🤖 AI Summary
This work identifies and characterizes “performative reasoning” in large language models—a phenomenon wherein models generate redundant chain-of-thought text after already forming an internal answer, effectively staging a “reasoning theater.” To address this, the authors introduce a novel method based on activation probing to detect the model’s internal belief state, combined with early forced answering and chain-of-thought monitoring. Evaluated on DeepSeek-R1 671B and GPT-OSS 120B, the approach effectively distinguishes genuine multi-hop reasoning from performative reasoning and enables adaptive computation: it reduces generated tokens by 80% on MMLU and by 30% on GPQA-Diamond while maintaining comparable accuracy.
📝 Abstract
We provide evidence of performative chain-of-thought (CoT) in reasoning models, where a model becomes strongly confident in its final answer, but continues generating tokens without revealing its internal belief.
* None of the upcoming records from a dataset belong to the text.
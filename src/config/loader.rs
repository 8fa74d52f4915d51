use schemars::{Schema, schema_for};
use std::collections::BTreeSet;
use std::io::Write;
use std::path::Path;
use tracing::debug;

use super::models::{PROFILE_VERSION, Profile};
use crate::error::{LoadError, SaveError};
use crate::matching::normalize;

/// Parse and validate a profile from a JSON string.
pub fn parse_profile(s: &str) -> Result<Profile, LoadError> {
    let profile: Profile = serde_json::from_str(s).map_err(|e| LoadError::malformed(e.to_string()))?;
    validate_profile(&profile)?;
    Ok(profile)
}

/// Read a profile from a file path asynchronously (Tokio).
pub async fn read_profile<P: AsRef<Path>>(path: P) -> Result<Profile, LoadError> {
    let path_ref = path.as_ref();
    let text = tokio::fs::read_to_string(path_ref)
        .await
        .map_err(|source| LoadError::Io {
            path: path_ref.to_path_buf(),
            source,
        })?;
    let profile = parse_profile(&text)?;
    debug!(
        target: "chatplays::profile",
        path = %path_ref.display(),
        commands = profile.commands.len(),
        "Loaded profile"
    );
    Ok(profile)
}

/// Write a profile as pretty JSON to a file path asynchronously (Tokio).
///
/// The document goes to a sibling temporary file first and is then renamed
/// over the target, so readers never see a half-written profile.
pub async fn write_profile<P: AsRef<Path>>(path: P, profile: &Profile) -> Result<(), SaveError> {
    let path_ref = path.as_ref();
    let json = serde_json::to_string_pretty(profile)?;
    let io_err = |source| SaveError::Io {
        path: path_ref.to_path_buf(),
        source,
    };

    let tmp = path_ref.with_extension("json.tmp");
    tokio::fs::write(&tmp, json.as_bytes()).await.map_err(io_err)?;
    tokio::fs::rename(&tmp, path_ref).await.map_err(io_err)?;
    debug!(
        target: "chatplays::profile",
        path = %path_ref.display(),
        commands = profile.commands.len(),
        "Saved profile"
    );
    Ok(())
}

/// Generate the JSON Schema for the profile document.
pub fn generate_schema() -> Schema {
    schema_for!(Profile)
}

/// Write the JSON Schema for the profile document to any writer (pretty-printed).
pub fn write_schema_to_writer<W: Write>(mut writer: W) -> anyhow::Result<()> {
    use anyhow::Context;

    let schema = generate_schema();
    let json = serde_json::to_string_pretty(&schema).context("Failed to serialize schema")?;
    writer
        .write_all(json.as_bytes())
        .context("Failed to write schema to writer")?;
    Ok(())
}

/// Structural checks serde cannot express.
/// - The document version must be one this build understands.
/// - Enabled commands need at least one non-blank alias.
/// - Explicit command ids must be unique and below `u64::MAX`, which stays
///   free so allocation always has a successor to move to.
pub fn validate_profile(profile: &Profile) -> Result<(), LoadError> {
    if profile.version > PROFILE_VERSION {
        return Err(LoadError::malformed(format!(
            "unsupported profile version {} (newest known is {})",
            profile.version, PROFILE_VERSION
        )));
    }

    let mut ids = BTreeSet::new();
    for (idx, command) in profile.commands.iter().enumerate() {
        if let Some(id) = command.id {
            if id == u64::MAX {
                return Err(LoadError::malformed(format!(
                    "command at index {idx} uses reserved id {id}"
                )));
            }
            if !ids.insert(id) {
                return Err(LoadError::malformed(format!(
                    "command at index {idx} reuses id {id}"
                )));
            }
        }

        let has_alias = command.aliases.iter().any(|a| !normalize(a).is_empty());
        if command.enabled && !has_alias {
            return Err(LoadError::malformed(format!(
                "enabled command at index {idx} has no aliases"
            )));
        }
    }
    Ok(())
}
Our analysis compares activation probing, early forced answering, and a CoT monitor across two large models (DeepSeek-R1 671B&GPT-OSS 120B) and find task difficulty-specific differences: The model's final answer is decodable from activations far earlier in CoT than a monitor is able to say, especially for easy recall-based MMLU questions. We contrast this with genuine reasoning in difficult multihop GPQA-Diamond questions. Despite this, inflection points (e.g., backtracking,'aha'moments) occur almost exclusively in responses where probes show large belief shifts, suggesting these behaviors track genuine uncertainty rather than learned"reasoning theater."Finally, probe-guided early exit reduces tokens by up to 80% on MMLU and 30% on GPQA-Diamond with similar accuracy, positioning attention probing as an efficient tool for detecting performative reasoning and enabling adaptive computation.